South Africa has smart solutions to climate change but there are barriers | Infrastructure news

Climate change – a big issue for South Africa and the continent – is a heavy burden for insurers. How to manage and respond to the risks posed by extreme and changing weather patterns – as demonstrated by the recent floods in KwaZulu-Natal – together with supporting affected customers and communities, is a complex and multi-faceted challenge.

This was one of the key problems highlighted by Garth Napier, MD at Old Mutual Insure, who spoke at the recent global event, The Future of Sustainability Summit 2022, which brought together various stakeholders to discuss the material environmental, social and governance challenges we face and how best to address them. 

“I don’t think anyone can argue with the fact that to manage climate change risk, we need to act now, especially if we want to reduce the rate at which our planet is warming by 2050. But, finding solutions is a layered process,” said Napier.

He explained that regulation has been a barrier to addressing climate change quicker, as many companies have been ready to supply renewable energy, but regulation did not allow for this. Another barrier has been funding.

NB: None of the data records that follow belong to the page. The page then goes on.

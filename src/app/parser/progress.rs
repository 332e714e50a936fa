//! Completion percentage extraction
//!
//! Patterns are tried from most to least specific. A pattern that matches
//! but yields a value above 100 does not end the search; the next pattern
//! (and finally a loose scan for any percentage token) gets a chance.

use once_cell::sync::Lazy;
use regex::Regex;
use tracing::trace;

use super::line::prepare_line;

const SIZE: &str = r"[0-9.]+\s*[KMGTP]?i?B";

static PATTERNS: Lazy<Vec<Regex>> = Lazy::new(|| {
    [
        // "703.250 MiB / 6.429 GiB, 11%, 9.303 MiB/s, ETA 10m32s"
        format!(r"{SIZE}\s*/\s*{SIZE},\s*([0-9]{{1,3}})%"),
        // "Transferred: 10.5 MB / 100 MB, 10%, 1.2 MB/s, ETA 1m30s"
        format!(r"Transferred:\s*{SIZE}\s*/\s*{SIZE},\s*([0-9]{{1,3}})%"),
        // "10% 10.5 MB/s"
        format!(r"^\s*([0-9]{{1,3}})%\s*{SIZE}/s"),
        // "████████████ 100%"
        r"[█▓▒░]+\s*([0-9]{1,3})%".to_string(),
        // "50% (25.5 MB/s)"
        format!(r"\b([0-9]{{1,3}})%\s*\({SIZE}/s\)"),
        // "50%"
        r"\b([0-9]{1,3})%".to_string(),
        // "Copying 'file.txt' 50%"
        r"Copying\s+.*?\s+([0-9]{1,3})%".to_string(),
        // "Transfer: 50%"
        r"Transfer:\s*([0-9]{1,3})%".to_string(),
        // "(50%)"
        r"\(([0-9]{1,3})%\)".to_string(),
        // "50% / 100%"
        r"\b([0-9]{1,3})%\s*/\s*100%".to_string(),
    ]
    .iter()
    .map(|pattern| Regex::new(pattern).expect("valid progress regex"))
    .collect()
});

static ANY_PERCENT: Lazy<Regex> =
    Lazy::new(|| Regex::new(r"\b([0-9]{1,3})%").expect("valid percentage regex"));

/// Extract a completion percentage in `0..=100` from one output line
///
/// Returns `None` (not zero) when the line carries no usable percentage.
pub fn parse_progress(line: &str) -> Option<u8> {
    let clean = prepare_line(line)?;
    if clean.is_empty() {
        return None;
    }

    for (index, pattern) in PATTERNS.iter().enumerate() {
        if let Some(percent) = pattern
            .captures(&clean)
            .and_then(|caps| caps.get(1))
            .and_then(|m| to_percent(m.as_str()))
        {
            trace!("Pattern {} matched {}% in {:?}", index, percent, clean);
            return Some(percent);
        }
    }

    let fallback = ANY_PERCENT
        .captures_iter(&clean)
        .filter_map(|caps| caps.get(1))
        .find_map(|m| to_percent(m.as_str()));

    if let Some(percent) = fallback {
        trace!("Fallback scan found {}% in {:?}", percent, clean);
    }
    fallback
}

fn to_percent(digits: &str) -> Option<u8> {
    digits
        .parse::<u16>()
        .ok()
        .filter(|value| *value <= 100)
        .map(|value| value as u8)
}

“Innovation is key. There are great ideas out there that can help to mitigate the risks posed by climate change, but funding of these ideas is a challenge that needs an industry solve,” said Napier.

He used the example of smart geysers, which will greatly reduce the risk of damage, and help prevent losses: They can tell the user when something goes wrong, prevent a burst geyser by switching it off before it happens, and be more energy efficient. 

“Fintechs can help bring these innovations to the market, but it is expensive. We need innovative funding solutions to fund solar panels into homes as well as renewable energy projects when they come up – without taking on a loan or a second mortgage,” said Napier.

He added that Old Mutual Insure has recently launched SMEGo, a free online platform that connects entrepreneurs with funders to help with this problem. “It is a platform that is helping to address the ESG challenges that the country is facing, as well as allows for innovative funding solutions for SMEs.”

But, he said, solutions to these challenges cannot be tackled in isolation by the corporate sector.

“We need government to invest and support renewables. We are in a situation now where we need this more than ever – especially with Stage 6 loadshedding. There are lots of companies ready for this and I hope government sees it as an opportunity to enable investment,” said Napier, adding that to date Old Mutual has invested over R36 billion into renewable projects across Africa.

He added that government must also prioritise infrastructure development and maintenance as this will go a long way in avoiding the large-scale damage as a result of  extreme weather events, like those recently seen in KwaZulu-Natal. “Without it, it will be difficult for insurers to protect assets, and we can’t bring new products to market,” he said.

He used the example of flood protection for shacks. “Without government investing in clearly demarcating flood zones and adequate storm water drainage systems, we can’t price such a product for customers. It is important that we work with government to find solutions that are affordable, but in the same breath we cannot wait for government before acting on climate change.”

He said that strategic partnerships are critical to helping economies like South Africa to make a Just Transition.

“There is a great discrepancy between developed and emerging economies in funding and technology. Not all countries can move at the same speed, or from the same starting point when it comes to carbon emissions. So how do you set different goals per country and even at a community level? Important to the question of funding is also skills, knowledge and perhaps even intellectual property transfer. Levelling the playing field may mean a willingness from owners of innovative but expensive renewable technologies to share their IP more broadly – like an open-source economy. This would bring down the cost of technology in this space significantly.”

He added that South Africa has been allocated significant funding to drive a Just Transition, and that, if done right, the country can become an important pilot for how developing economies can achieve a Just Transition.

“By 2050 Africa will be home to over 2 billion people, which means that it will be the second largest continent. Currently South Africa makes a small contribution to global GDP despite having the bulk of the world’s natural resources. It is important that we ensure our voices are heard and that a global solution to a problem like climate change considers the African context.”

He added that this is why deals like the African Continental Free Trade Area (AfCFTA)- which is touted to increase jobs across the continent to 300 million – will become critical for sustainability.

“Given the global supply chain disruption, investing in regional supply chains and creating solutions that tackle our problems on the continent, will help safeguard our climate while building equitable societies.”